The average person farts up to 20 times a day, passing anywhere from 500 to 1,500 milliliters of gas. But for pregnant people, this number inflates because their bodies produce more progesterone. Progesterone causes the intestine muscles to relax to make room for a growing baby, says Dr. Michael Cackovic, an obstetrician-gynecologist at Ohio State University. These relaxed muscles also make it much easier for pregnancy farts to slip out.

As the fetus grows, it puts extra pressure on the abdomen. This contributes to pregnant people not just farting more, but farting more in inopportune places such as at work, with the in-laws, or during an exam from an obstetrician. A bun in the oven also makes it harder to push waste through the GI tract, slowing digestion. Prenatal vitamins contribute to constipation, creating a perfect gas storm. Bloating, burping, and farting inevitably follow.

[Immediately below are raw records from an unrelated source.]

//! CLI argument definitions using clap derive macros.
//!
//! Tunables are `Option`s so unset flags fall through to the config file and
//! then to the library defaults.

use std::path::PathBuf;

use clap::Parser;

/// Resolve DOIs to full-text documents.
///
/// Each DOI is resolved through its publisher first and an open-access copy
/// second. Every host is contacted at most once per its crawl delay. Results
/// are stored in a SQLite database; DOIs already resolved there are skipped.
#[derive(Parser, Debug)]
#[command(name = "doifetch")]
#[command(author, version, about)]
pub struct Args {
    /// DOIs to resolve (bare, `doi:` prefixed, or doi.org URLs)
    #[arg(value_name = "DOI")]
    pub dois: Vec<String>,

    /// Read DOIs from a file, one per line (`-` for stdin)
    #[arg(short = 'i', long, value_name = "FILE")]
    pub input: Option<PathBuf>,

    /// Results database path [default: doifetch.db]
    #[arg(short = 'd', long, value_name = "PATH")]
    pub database: Option<PathBuf>,

    /// Maximum DOIs processed concurrently (1-100) [default: 10]
    #[arg(short = 'c', long, value_parser = clap::value_parser!(u16).range(1..=100))]
    pub concurrency: Option<u16>,

    /// Fetch attempts per candidate, counting the first (1-10) [default: 3]
    #[arg(short = 'r', long, value_parser = clap::value_parser!(u32).range(1..=10))]
    pub max_attempts: Option<u32>,

    /// Minimum delay between requests to the same host in milliseconds (max 60000) [default: 1000]
    #[arg(long, value_name = "MS", value_parser = clap::value_parser!(u64).range(0..=60000))]
    pub min_interval_ms: Option<u64>,

    /// Contact email for the Unpaywall open-access lookup (required here or in the config file)
    #[arg(long, value_name = "ADDR")]
    pub email: Option<String>,

    /// Do not consult robots.txt
    #[arg(long)]
    pub no_robots: bool,

    /// Increase output verbosity (-v for debug, -vv for trace)
    #[arg(short, long, action = clap::ArgAction::Count, conflicts_with = "quiet")]
    pub verbose: u8,

    /// Suppress non-error output
    #[arg(short, long)]
    pub quiet: bool,
}

impl Args {
    /// Default log filter for the chosen verbosity.
    #[must_use]
    pub fn log_level(&self) -> &'static str {
        if self.quiet {
            "error"
        } else {
            match self.verbose {
                0 => "info",
                1 => "debug",
                _ => "trace",
            }
        }
    }

    /// Whether DOIs come from standard input rather than arguments or a file.
    #[must_use]
    pub fn reads_stdin(&self) -> bool {
        self.input
            .as_deref()
            .is_some_and(|path| path.as_os_str() == "-")
    }
}
//! One bounded HTTP exchange per candidate, classified.
//!
//! A [`Fetcher`] turns a [`CandidateSource`] into a [`FetchOutcome`]. Failures
//! of the remote side are data, not errors: a 404 is a
//! [`FetchStatus::PermanentFailure`] outcome, a timeout a
//! [`FetchStatus::TransientFailure`]. [`FetchError`] is reserved for the run
//! being cancelled and for faults inside the fetcher itself.
//!
//! # Architecture
//!
//! - [`HttpFetcher`] - the reqwest-backed implementation
//! - [`classify`] - HTTP status and transport error classification
//! - [`content`] - document format detection ([`DocumentFormat`])
//! - [`extract`] - landing-page link extraction ([`ContentExtractor`])
//! - [`robots`] - robots.txt crawl delays and disallow rules

pub mod classify;
mod client;
pub mod content;
pub mod extract;
pub mod robots;

pub use client::HttpFetcher;
pub use content::DocumentFormat;
pub use extract::{ContentExtractor, LandingPageExtractor};

use std::fmt;
use std::time::Duration;

use async_trait::async_trait;
use thiserror::Error;
use tokio_util::sync::CancellationToken;

use crate::doi::Doi;
use crate::resolver::CandidateSource;

/// Classification of a single fetch.
#[derive(Debug, Clone, Copy, PartialEq, Eq, Hash)]
pub enum FetchStatus {
    /// A final document was retrieved.
    Success,
    /// Network trouble, timeout or 5xx. Worth retrying.
    TransientFailure,
    /// Not found, unusable content or a landing-page dead end.
    PermanentFailure,
    /// Authorization required, paywalled or disallowed by robots.txt.
    AccessDenied,
}

impl FetchStatus {
    /// Returns the stable string label used in storage and logs.
    #[must_use]
    pub fn as_str(self) -> &'static str {
        match self {
            Self::Success => "success",
            Self::TransientFailure => "transient_failure",
            Self::PermanentFailure => "permanent_failure",
            Self::AccessDenied => "access_denied",
        }
    }
}

impl fmt::Display for FetchStatus {
    fn fmt(&self, f: &mut fmt::Formatter<'_>) -> fmt::Result {
        f.write_str(self.as_str())
    }
}

/// Result of one fetch attempt against one candidate.
#[derive(Debug, Clone, PartialEq, Eq)]
pub struct FetchOutcome {
    /// Candidate the attempt was made for.
    pub candidate: CandidateSource,
    /// URL the outcome refers to: the document URL on success, otherwise the
    /// last URL requested.
    pub url: String,
    /// Classification.
    pub status: FetchStatus,
    /// Media type from the response, without parameters.
    pub content_type: Option<String>,
    /// Detected document format, when a body was read.
    pub format: Option<DocumentFormat>,
    /// Document bytes. Only present on success.
    pub payload: Option<Vec<u8>>,
    /// HTTP status code of the last response, if any.
    pub http_status: Option<u16>,
    /// Server-requested delay before retrying (`Retry-After`).
    pub retry_after: Option<Duration>,
    /// 1-based attempt number for this candidate.
    pub attempt: u32,
    /// Human-readable explanation for failures.
    pub detail: Option<String>,
}

impl FetchOutcome {
    /// Creates a failed outcome.
    #[must_use]
    pub fn failure(
        candidate: &CandidateSource,
        url: impl Into<String>,
        status: FetchStatus,
        detail: impl Into<String>,
    ) -> Self {
        Self {
            candidate: candidate.clone(),
            url: url.into(),
            status,
            content_type: None,
            format: None,
            payload: None,
            http_status: None,
            retry_after: None,
            attempt: 1,
            detail: Some(detail.into()),
        }
    }

    /// Creates a successful outcome carrying `payload`.
    #[must_use]
    pub fn success(
        candidate: &CandidateSource,
        url: impl Into<String>,
        format: DocumentFormat,
        payload: Vec<u8>,
    ) -> Self {
        Self {
            candidate: candidate.clone(),
            url: url.into(),
            status: FetchStatus::Success,
            content_type: None,
            format: Some(format),
            payload: Some(payload),
            http_status: None,
            retry_after: None,
            attempt: 1,
            detail: None,
        }
    }

    /// Sets the HTTP status code.
    #[must_use]
    pub fn with_http_status(mut self, http_status: u16) -> Self {
        self.http_status = Some(http_status);
        self
    }

    /// Sets the response media type.
    #[must_use]
    pub fn with_content_type(mut self, content_type: Option<String>) -> Self {
        self.content_type = content_type;
        self
    }

    /// Sets the detected format.
    #[must_use]
    pub fn with_format(mut self, format: DocumentFormat) -> Self {
        self.format = Some(format);
        self
    }

    /// Sets the server-requested retry delay.
    #[must_use]
    pub fn with_retry_after(mut self, retry_after: Option<Duration>) -> Self {
        self.retry_after = retry_after;
        self
    }

    /// Returns whether this attempt produced a document.
    #[must_use]
    pub fn is_success(&self) -> bool {
        self.status == FetchStatus::Success
    }

    /// Returns the payload size in bytes, zero when there is none.
    #[must_use]
    pub fn payload_len(&self) -> usize {
        self.payload.as_ref().map_or(0, Vec::len)
    }
}

/// Faults that prevent a fetch from producing an outcome at all.
#[derive(Debug, Clone, PartialEq, Eq, Error)]
pub enum FetchError {
    /// The run was cancelled while the fetch waited to start a request.
    #[error("fetch cancelled")]
    Cancelled,

    /// The fetcher itself failed.
    #[error("internal fetch error: {0}")]
    Internal(String),

    /// The HTTP client could not be constructed.
    #[error("cannot build HTTP client: {0}")]
    ClientBuild(String),
}

/// Performs one fetch attempt for a candidate.
///
/// Implementations must observe `cancel` at every wait that precedes a
/// request. A request already on the wire is allowed to finish.
#[async_trait]
pub trait Fetcher: Send + Sync {
    /// Fetches `candidate` for `doi`.
    ///
    /// # Errors
    ///
    /// Returns [`FetchError::Cancelled`] when `cancel` fires before a request
    /// is sent, or another [`FetchError`] for internal faults.
    async fn fetch(
        &self,
        doi: &Doi,
        candidate: &CandidateSource,
        cancel: &CancellationToken,
    ) -> Result<FetchOutcome, FetchError>;
}
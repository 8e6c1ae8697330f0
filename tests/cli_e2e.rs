//! End-to-end CLI tests for the doifetch binary.

use std::fs;
use std::path::Path;

use assert_cmd::Command;
use doifetch_core::{Database, Doi, SqliteSink};
use predicates::prelude::*;
use serde_json::json;
use tempfile::TempDir;
use wiremock::matchers::{method, path};
use wiremock::{Mock, MockServer, ResponseTemplate};

mod support;
use support::socket_guard::start_mock_server_or_skip;

/// Command isolated from the user's config file and working directory.
fn doifetch(home: &TempDir) -> Command {
    let mut cmd = Command::cargo_bin("doifetch").unwrap();
    cmd.current_dir(home.path())
        .env("XDG_CONFIG_HOME", home.path().join("config"))
        .env_remove("RUST_LOG");
    cmd
}

fn write_config(home: &TempDir, contents: &str) {
    let dir = home.path().join("config").join("doifetch");
    fs::create_dir_all(&dir).unwrap();
    fs::write(dir.join("config.toml"), contents).unwrap();
}

fn mock_config(server: &MockServer, db: &Path) -> String {
    format!(
        "doi_org_base_url = \"{uri}\"\n\
         unpaywall_base_url = \"{uri}\"\n\
         email = \"team@example.org\"\n\
         min_interval_ms = 0\n\
         check_robots = false\n\
         database = \"{db}\"\n",
        uri = server.uri(),
        db = db.display()
    )
}

#[test]
fn test_binary_help_displays_usage() {
    let home = TempDir::new().unwrap();
    doifetch(&home)
        .arg("--help")
        .assert()
        .success()
        .stdout(predicate::str::contains("Resolve DOIs to full-text documents"))
        .stdout(predicate::str::contains("--min-interval-ms"));
}

#[test]
fn test_binary_version_displays_version() {
    let home = TempDir::new().unwrap();
    doifetch(&home)
        .arg("--version")
        .assert()
        .success()
        .stdout(predicate::str::contains("doifetch"));
}

#[test]
fn test_binary_invalid_flag_returns_error() {
    let home = TempDir::new().unwrap();
    doifetch(&home)
        .arg("--invalid-flag")
        .assert()
        .failure()
        .stderr(predicate::str::contains("error"));
}

#[test]
fn test_binary_concurrency_out_of_range_rejected() {
    let home = TempDir::new().unwrap();
    doifetch(&home)
        .args(["-c", "0", "10.1234/x"])
        .assert()
        .failure()
        .stderr(predicate::str::contains("concurrency"));
}

#[test]
fn test_binary_empty_stdin_runs_nothing() {
    let home = TempDir::new().unwrap();
    doifetch(&home)
        .args(["--email", "team@example.org"])
        .write_stdin("")
        .assert()
        .success()
        .stderr(predicate::str::contains("run complete"));
}

#[test]
fn test_binary_invalid_doi_is_skipped_not_fatal() {
    let home = TempDir::new().unwrap();
    doifetch(&home)
        .args([
            "--email",
            "team@example.org",
            "--database",
            "out.db",
            "definitely-not-a-doi",
        ])
        .assert()
        .success()
        .stderr(predicate::str::contains("skipping invalid DOI"));
    assert!(home.path().join("out.db").exists());
}

#[test]
fn test_binary_without_contact_email_fails() {
    let home = TempDir::new().unwrap();
    doifetch(&home)
        .args(["--database", "out.db", "10.1234/x"])
        .assert()
        .failure()
        .stderr(predicate::str::contains("--email"))
        .stderr(predicate::str::contains("open-access fallback"));
    assert!(!home.path().join("out.db").exists());
}

#[test]
fn test_binary_missing_input_file_fails() {
    let home = TempDir::new().unwrap();
    doifetch(&home)
        .args(["--input", "nope.txt"])
        .assert()
        .failure()
        .stderr(predicate::str::contains("failed to open input file"));
}

#[test]
fn test_binary_bad_config_file_fails() {
    let home = TempDir::new().unwrap();
    write_config(&home, "colour = \"blue\"\n");
    doifetch(&home)
        .arg("10.1234/x")
        .assert()
        .failure()
        .stderr(predicate::str::contains("Unknown configuration key"));
}

#[tokio::test(flavor = "multi_thread")]
async fn test_binary_resolves_dois_from_input_file() {
    let Some(server) = start_mock_server_or_skip().await else {
        return;
    };
    Mock::given(method("GET"))
        .and(path("/api/handles/10.1234/cli"))
        .respond_with(ResponseTemplate::new(200).set_body_json(json!({
            "responseCode": 1,
            "values": [{"type": "URL", "data": {"value": format!("{}/paper/cli.pdf", server.uri())}}]
        })))
        .mount(&server)
        .await;
    Mock::given(method("GET"))
        .and(path("/paper/cli.pdf"))
        .respond_with(ResponseTemplate::new(200).set_body_raw(b"%PDF-1.7 cli".to_vec(), "application/pdf"))
        .mount(&server)
        .await;

    let home = TempDir::new().unwrap();
    let db_path = home.path().join("results.db");
    write_config(&home, &mock_config(&server, &db_path));
    fs::write(
        home.path().join("dois.txt"),
        "# to read\n10.1234/cli\nhttps://doi.org/10.1234/CLI\n",
    )
    .unwrap();

    let mut cmd = doifetch(&home);
    cmd.args(["--input", "dois.txt"]);
    tokio::task::spawn_blocking(move || {
        cmd.assert()
            .success()
            .stderr(predicate::str::contains("run complete"));
    })
    .await
    .unwrap();

    let sink = SqliteSink::new(Database::new(&db_path).await.unwrap());
    let doi = Doi::parse("10.1234/cli").unwrap();
    assert_eq!(sink.status_of(&doi).await.unwrap().as_deref(), Some("resolved"));
    assert_eq!(sink.resolved_dois().await.unwrap(), vec![doi]);
}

“Pregnant women often complain of abdominal bloating and constipation likely caused by hormonal changes that affect small bowel and colonic motility,” Cackovic says. “Additionally, the pregnant uterus can cause a mechanical slowing of bowel transit, and this certainly could worsen as pregnancy advances into the third trimester.”

Pregnant people’s diets can further contribute to excessive pregnancy farts. But it’s not necessarily strange cravings for pickles and ice cream that do it. Rather, healthy dietary changes brought on by having a baby, such as eating more fruits and vegetables, can increase gas — especially if the pregnant person wasn’t paying much attention to their diet prior to getting knocked up.

Are Pregnancy Farts Unhealthy?

Pregnancy gas is not, in and of itself, a bad thing. But during pregnancy, a build-up of gas can become harmful. If pregnant people are experiencing abdominal pain or constipation for more than a week, they should contact their doctors. Otherwise, excessive gas-passing is nothing to worry about and poses no danger to a growing baby.

That said, moms-to-be can reduce some of their pregnancy gas pains or discomforts by drinking plenty of water, getting enough exercise and sleep, and limiting dairy, pork, and processed foods, which can worsen flatulence.

As powerful and plentiful as pregnancy farts are, they’re ultimately a sign that the pregnancy is progressing in a healthy way. They should be welcomed with open arms and plugged noses.

Small adjustments might offer relief, but nothing helps more than having a supportive partner farting by their side, Cackovic says. “Reassurance over the temporary inconvenience and support are the keys to getting through this.”